La SOCIETE DOCUMENT CHANNEL, a demandé au Conseil d'Etat :
- 1°) d'annuler la décision implicite par laquelle le Premier ministre a rejeté sa demande tendant à ce que soient adoptés les décrets d'application de l'article 1369-8 du Code civil ;
- 2°) d'enjoindre au Premier ministre de prendre ces décrets dans un délai de deux mois à compter de la notification de la décision à intervenir, sous astreinte de 1.000 euros par jour de retard;
- 3°) de mettre à la charge de l'Etat le versement de la somme de 5 000 euros au titre de l'article L. 761-1 du code de justice administrative.

En vertu de l'article 21 de la Constitution, le Premier ministre assure l'exécution des lois et exerce le pouvoir réglementaire sous réserve de la compétence conférée au Président de la République pour les décrets en Conseil des ministres par l'article 13 de la Constitution; l'exercice du pouvoir réglementaire comporte non seulement le droit mais aussi l'obligation de prendre dans un délai raisonnable les mesures qu'implique nécessairement l'application de la loi, hors le cas où le respect d'engagements internationaux de la France y ferait obstacle.

Aux termes de l'article 1369-8 du Code civil, dans sa rédaction issue de l'ordonnance du 16 juin 2005 : {Une lettre recommandée relative à la conclusion ou à l'exécution d'un contrat peut être envoyée par courrier électronique à condition que ce courrier soit acheminé par un tiers selon un procédé permettant d'identifier le tiers, de désigner l'expéditeur, de garantir l'identité du destinataire et d'établir si la lettre a été remise ou non au destinataire. (...) / Lorsque l'apposition de la date d'expédition ou de réception résulte d'un procédé électronique, la fiabilité de celui-ci est présumée, jusqu'à preuve contraire, s'il satisfait à des exigences fixées par un décret en Conseil d'Etat. / Un avis de réception peut être adressé à l'expéditeur par voie électronique ou par tout autre dispositif lui permettant de le conserver. / Les modalités d'application du présent article sont fixées par décret en Conseil d'Etat}.

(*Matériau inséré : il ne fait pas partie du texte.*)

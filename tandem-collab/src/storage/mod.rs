//! Persistent snapshot storage for collaborative documents.
//!
//! Architecture:
//! ```text
//! ┌─────────────┐  full state   ┌──────────────────┐
//! │ Coordinator │ ────────────► │  SnapshotStore   │
//! │ (per doc)   │  every update │  (upsert by id)  │
//! └──────┬──────┘               └────────┬─────────┘
//!        │                               │
//!        │ on hydration                  ├── MemorySnapshotStore
//!        ▼                               └── RocksSnapshotStore
//! ┌─────────────┐                             │
//! │  TextStore  │                  CF "documents" : LZ4 snapshots
//! │ (restored)  │                  CF "metadata"  : version, sizes
//! └─────────────┘
//! ```
//!
//! Each save overwrites the previous snapshot. The stored blob is always the
//! post-merge full state, so a single read is enough for cold recovery.
//!
//! Reference: Kleppmann, Designing Data-Intensive Applications, Chapter 3

pub mod rocks;

use std::collections::HashMap;
use std::sync::Mutex;

use tandem_core::ErrorKind;
use thiserror::Error;

pub use rocks::{DocumentMetadata, RocksSnapshotStore, StoreConfig};

/// Storage errors.
#[derive(Debug, Clone, PartialEq, Eq, Error)]
pub enum StoreError {
    /// RocksDB internal error
    #[error("database error: {0}")]
    Database(String),
    #[error("compression error: {0}")]
    Compression(String),
    #[error("serialization error: {0}")]
    Serialization(String),
    #[error("deserialization error: {0}")]
    Deserialization(String),
}

impl StoreError {
    pub fn kind(&self) -> ErrorKind {
        ErrorKind::Persistence
    }
}

impl From<rocksdb::Error> for StoreError {
    fn from(e: rocksdb::Error) -> Self {
        StoreError::Database(e.to_string())
    }
}

/// Durable home for one full-state blob per document.
pub trait SnapshotStore: Send + Sync {
    /// Upsert the snapshot for `doc_id`, replacing any previous one.
    fn save_snapshot(&self, doc_id: &str, blob: &[u8]) -> Result<(), StoreError>;

    /// Most recent snapshot, or `None` if the document was never saved.
    fn load_snapshot(&self, doc_id: &str) -> Result<Option<Vec<u8>>, StoreError>;
}

/// Process-local store used when no storage path is configured.
///
/// Snapshots survive coordinator eviction but not a restart.
#[derive(Debug, Default)]
pub struct MemorySnapshotStore {
    snapshots: Mutex<HashMap<String, Vec<u8>>>,
}

impl MemorySnapshotStore {
    pub fn new() -> Self {
        Self::default()
    }

    pub fn len(&self) -> usize {
        self.snapshots.lock().map(|s| s.len()).unwrap_or(0)
    }

    pub fn is_empty(&self) -> bool {
        self.len() == 0
    }
}

impl SnapshotStore for MemorySnapshotStore {
    fn save_snapshot(&self, doc_id: &str, blob: &[u8]) -> Result<(), StoreError> {
        let mut snapshots = self
            .snapshots
            .lock()
            .map_err(|e| StoreError::Database(e.to_string()))?;
        snapshots.insert(doc_id.to_string(), blob.to_vec());
        Ok(())
    }

    fn load_snapshot(&self, doc_id: &str) -> Result<Option<Vec<u8>>, StoreError> {
        let snapshots = self
            .snapshots
            .lock()
            .map_err(|e| StoreError::Database(e.to_string()))?;
        Ok(snapshots.get(doc_id).cloned())
    }
}

#[cfg(test)]
mod tests {
    use super::*;

    #[test]
    fn test_memory_store_upsert() {
        let store = MemorySnapshotStore::new();
        assert!(store.is_empty());
        assert_eq!(store.load_snapshot("d1").unwrap(), None);

        store.save_snapshot("d1", b"first").unwrap();
        store.save_snapshot("d1", b"second").unwrap();
        assert_eq!(store.load_snapshot("d1").unwrap().as_deref(), Some(&b"second"[..]));
        assert_eq!(store.len(), 1);
    }

    #[test]
    fn test_memory_store_isolates_documents() {
        let store = MemorySnapshotStore::new();
        store.save_snapshot("a", b"1").unwrap();
        store.save_snapshot("b", b"2").unwrap();
        assert_eq!(store.load_snapshot("a").unwrap().unwrap(), b"1");
        assert_eq!(store.load_snapshot("b").unwrap().unwrap(), b"2");
    }

    #[test]
    fn test_store_error_kind() {
        let err = StoreError::Database("disk full".into());
        assert_eq!(err.kind(), ErrorKind::Persistence);
        assert_eq!(err.to_string(), "database error: disk full");
    }
}
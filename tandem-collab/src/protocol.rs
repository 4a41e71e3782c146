//! JSON wire protocol shared by the sync server and clients.
//!
//! Every frame is one JSON object discriminated by `type`:
//! ```text
//! {"type":"init",   "content":[u8..], "collaborators":[String..]}   server → joining client
//! {"type":"join",   "userId":String}                                server → other clients
//! {"type":"leave",  "userId":String}                                server → other clients
//! {"type":"update", "data":[u8..],    "userId":String}              both directions
//! ```
//!
//! Byte arrays are plain JSON integer arrays; any element outside `0..=255`
//! makes the frame malformed. Frames may arrive as text or binary
//! WebSocket messages, binary frames carrying the same UTF-8 JSON.

use serde::{Deserialize, Serialize};
use tandem_core::ErrorKind;
use thiserror::Error;

/// Literal keep-alive text frame, answered with [`PONG`].
pub const PING: &str = "ping";
/// Reply to [`PING`].
pub const PONG: &str = "pong";

/// Top-level protocol message.
#[derive(Debug, Clone, PartialEq, Eq, Serialize, Deserialize)]
#[serde(tag = "type", rename_all = "lowercase")]
pub enum WireMessage {
    /// Full document state plus everyone currently joined (including the
    /// recipient). Sent once, to a newly joined session only.
    Init {
        content: Vec<u8>,
        collaborators: Vec<String>,
    },
    #[serde(rename_all = "camelCase")]
    Join { user_id: String },
    #[serde(rename_all = "camelCase")]
    Leave { user_id: String },
    /// A delta or full-state blob attributed to its originator.
    #[serde(rename_all = "camelCase")]
    Update { data: Vec<u8>, user_id: String },
}

impl WireMessage {
    pub fn init(content: Vec<u8>, collaborators: Vec<String>) -> Self {
        WireMessage::Init {
            content,
            collaborators,
        }
    }

    pub fn join(user_id: impl Into<String>) -> Self {
        WireMessage::Join {
            user_id: user_id.into(),
        }
    }

    pub fn leave(user_id: impl Into<String>) -> Self {
        WireMessage::Leave {
            user_id: user_id.into(),
        }
    }

    pub fn update(data: Vec<u8>, user_id: impl Into<String>) -> Self {
        WireMessage::Update {
            data,
            user_id: user_id.into(),
        }
    }

    /// Tag value as it appears on the wire.
    pub fn type_name(&self) -> &'static str {
        match self {
            WireMessage::Init { .. } => "init",
            WireMessage::Join { .. } => "join",
            WireMessage::Leave { .. } => "leave",
            WireMessage::Update { .. } => "update",
        }
    }

    /// Serialize to a JSON text frame.
    pub fn encode(&self) -> Result<String, ProtocolError> {
        serde_json::to_string(self).map_err(|e| ProtocolError::Serialize(e.to_string()))
    }

    /// Parse a JSON frame from a text payload.
    pub fn decode(text: &str) -> Result<Self, ProtocolError> {
        Self::decode_bytes(text.as_bytes())
    }

    /// Parse a JSON frame from raw bytes (binary WebSocket message).
    pub fn decode_bytes(bytes: &[u8]) -> Result<Self, ProtocolError> {
        serde_json::from_slice(bytes).map_err(|e| ProtocolError::Malformed(e.to_string()))
    }
}

/// An `update` frame received by the server.
#[derive(Debug, Clone, PartialEq, Eq)]
pub struct InboundUpdate {
    pub data: Vec<u8>,
    pub user_id: String,
}

/// Decode a client→server frame. Only `update` is accepted in this direction.
pub fn decode_inbound(text: &str) -> Result<InboundUpdate, ProtocolError> {
    match WireMessage::decode(text)? {
        WireMessage::Update { data, user_id } => Ok(InboundUpdate { data, user_id }),
        other => Err(ProtocolError::UnexpectedType(other.type_name())),
    }
}

/// Protocol errors.
#[derive(Debug, Clone, PartialEq, Eq, Error)]
pub enum ProtocolError {
    /// Undecodable or schema-invalid frame
    #[error("malformed frame: {0}")]
    Malformed(String),
    /// Well-formed frame of a type not accepted in this direction
    #[error("unexpected message type '{0}'")]
    UnexpectedType(&'static str),
    #[error("serialization error: {0}")]
    Serialize(String),
}

impl ProtocolError {
    pub fn kind(&self) -> ErrorKind {
        ErrorKind::MalformedMessage
    }
}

Ces dispositions ne permettent de présumer la fiabilité des informations relatives à l'identité de l'expéditeur et du destinataire et à la remise d'un courrier électronique afférent à la conclusion d'un contrat ou à ses modalités d'exécution, que dans la mesure où le procédé électronique utilisé est conforme à des prescriptions réglementaires fixées par décret en Conseil d'Etat; si l'absence de mesures réglementaires ne fait pas obstacle à la faculté, prévue par l'article 1369-8 du Code civil, d'employer un procédé électronique afin d'envoyer un courrier recommandé avec accusé de réception relatif à un contrat, elle ne permet toutefois pas de satisfaire à la présomption instituée par le législateur; en dépit des difficultés techniques éventuellement rencontrées par l'administration dans l'élaboration des textes dont l'article précité prévoit l'intervention, son abstention à les prendre à la date de la décision attaquée s'est prolongée au-delà d'un délai raisonnable; dans ces conditions, la décision implicite née le 31 mai 2009, par laquelle le Premier ministre a refusé d'édicter le décret prévu par les dispositions précitées de l'article 1369-8 du code civil méconnaît l'article 21 de la Constitution et doit, par suite, être annulée.

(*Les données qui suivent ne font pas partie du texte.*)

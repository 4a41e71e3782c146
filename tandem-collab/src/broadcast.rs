//! Per-document fan-out to every session except the originator.
//!
//! Uses a tokio broadcast channel for O(1) send to all subscribers. Each
//! session gets an independent receiver that buffers up to `capacity` frames;
//! a session that falls further behind sees `Lagged` and is disconnected so
//! it can re-sync from a fresh `init`.
//!
//! Reference: Patterson & Hennessy, Section 6.4, Interconnection Networks

use std::sync::atomic::{AtomicU64, Ordering};
use std::sync::Arc;
use tokio::sync::{broadcast, RwLock};

/// Server-assigned connection identifier, unique per process.
pub type SessionId = u64;

/// WebSocket message type a frame goes out as.
#[derive(Debug, Clone, Copy, PartialEq, Eq, Default)]
pub enum FrameKind {
    #[default]
    Text,
    /// Same UTF-8 payload, sent as a binary message.
    Binary,
}

/// One encoded frame on its way to the sessions of a document.
#[derive(Debug)]
pub struct Outbound {
    /// Session that caused the frame; it is skipped on delivery.
    pub origin: Option<SessionId>,
    pub kind: FrameKind,
    pub frame: Arc<str>,
}

impl Outbound {
    /// Whether `session` should receive this frame.
    pub fn is_for(&self, session: SessionId) -> bool {
        self.origin != Some(session)
    }
}

/// Statistics for monitoring broadcast health.
#[derive(Debug, Clone, Default, PartialEq, Eq)]
pub struct BroadcastStats {
    pub frames_sent: u64,
    pub sessions_lagged: u64,
    pub active_sessions: usize,
}

/// A broadcast group for a single document.
///
/// Also owns the roster: the user identity of every attached session, in
/// join order. The roster lives here rather than in the coordinator so it
/// survives the coordinator being evicted.
#[derive(Debug)]
pub struct BroadcastGroup {
    sender: broadcast::Sender<Arc<Outbound>>,
    roster: RwLock<Vec<(SessionId, String)>>,
    capacity: usize,
    frames_sent: AtomicU64,
    sessions_lagged: AtomicU64,
}

impl BroadcastGroup {
    /// `capacity` is the number of frames buffered per session before it lags.
    pub fn new(capacity: usize) -> Self {
        let (sender, _) = broadcast::channel(capacity.max(1));
        Self {
            sender,
            roster: RwLock::new(Vec::new()),
            capacity,
            frames_sent: AtomicU64::new(0),
            sessions_lagged: AtomicU64::new(0),
        }
    }

    /// Register a session and subscribe it to subsequent frames.
    pub async fn add_session(
        &self,
        id: SessionId,
        user_id: impl Into<String>,
    ) -> broadcast::Receiver<Arc<Outbound>> {
        let mut roster = self.roster.write().await;
        roster.push((id, user_id.into()));
        self.sender.subscribe()
    }

    /// Deregister a session. Returns its user identity if it was known.
    pub async fn remove_session(&self, id: SessionId) -> Option<String> {
        let mut roster = self.roster.write().await;
        let pos = roster.iter().position(|(sid, _)| *sid == id)?;
        Some(roster.remove(pos).1)
    }

    /// Send `frame` to every session except `origin`.
    ///
    /// Never blocks: slow receivers lag instead of holding up the sender.
    /// Returns the number of subscribed receivers.
    pub fn broadcast(&self, origin: Option<SessionId>, frame: Arc<str>) -> usize {
        self.relay(origin, FrameKind::Text, frame)
    }

    /// Like [`broadcast`](Self::broadcast), keeping the message type the
    /// frame arrived with.
    pub fn relay(&self, origin: Option<SessionId>, kind: FrameKind, frame: Arc<str>) -> usize {
        let count = self
            .sender
            .send(Arc::new(Outbound { origin, kind, frame }))
            .unwrap_or(0);
        self.frames_sent.fetch_add(1, Ordering::Relaxed);
        count
    }

    /// Record that a session was dropped for lagging.
    pub fn record_lagged(&self) {
        self.sessions_lagged.fetch_add(1, Ordering::Relaxed);
    }

    /// User identities of attached sessions, in join order.
    pub async fn roster(&self) -> Vec<String> {
        self.roster
            .read()
            .await
            .iter()
            .map(|(_, user)| user.clone())
            .collect()
    }

    pub async fn session_count(&self) -> usize {
        self.roster.read().await.len()
    }

    pub async fn has_session(&self, id: SessionId) -> bool {
        self.roster.read().await.iter().any(|(sid, _)| *sid == id)
    }

    pub async fn stats(&self) -> BroadcastStats {
        BroadcastStats {
            frames_sent: self.frames_sent.load(Ordering::Relaxed),
            sessions_lagged: self.sessions_lagged.load(Ordering::Relaxed),
            active_sessions: self.session_count().await,
        }
    }

    pub fn capacity(&self) -> usize {
        self.capacity
    }
}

Aux termes de l'article L. 911-1 du Code de justice administrative :{ Lorsque sa décision implique nécessairement qu'une personne morale de droit public (...) prenne une mesure d'exécution dans un sens déterminé, la juridiction, saisie de conclusions en ce sens, prescrit, par la même décision, cette mesure assortie, le cas échéant, d'un délai d'exécution.}

L'annulation de la décision implicite par laquelle le Premier ministre a refusé de prendre le décret d'application de l'article 1369-8 du Code civil en tant qu'il est relatif aux procédés techniques permettant d'établir une présomption d'envoi et de réception d'un courrier recommandé électronique, implique nécessairement l'édiction de ce décret; il y a lieu pour le Conseil d'Etat d'ordonner au Gouvernement d'édicter ce décret dans un délai de six mois à compter de la notification de la présente décision; il n'y a pas lieu d'assortir cette injonction d'une astreinte.
Référence: 
Référence: - CE, Ctx, 6e et 1re sous-sect., 22 oct. 2010 (req. n° 330.216)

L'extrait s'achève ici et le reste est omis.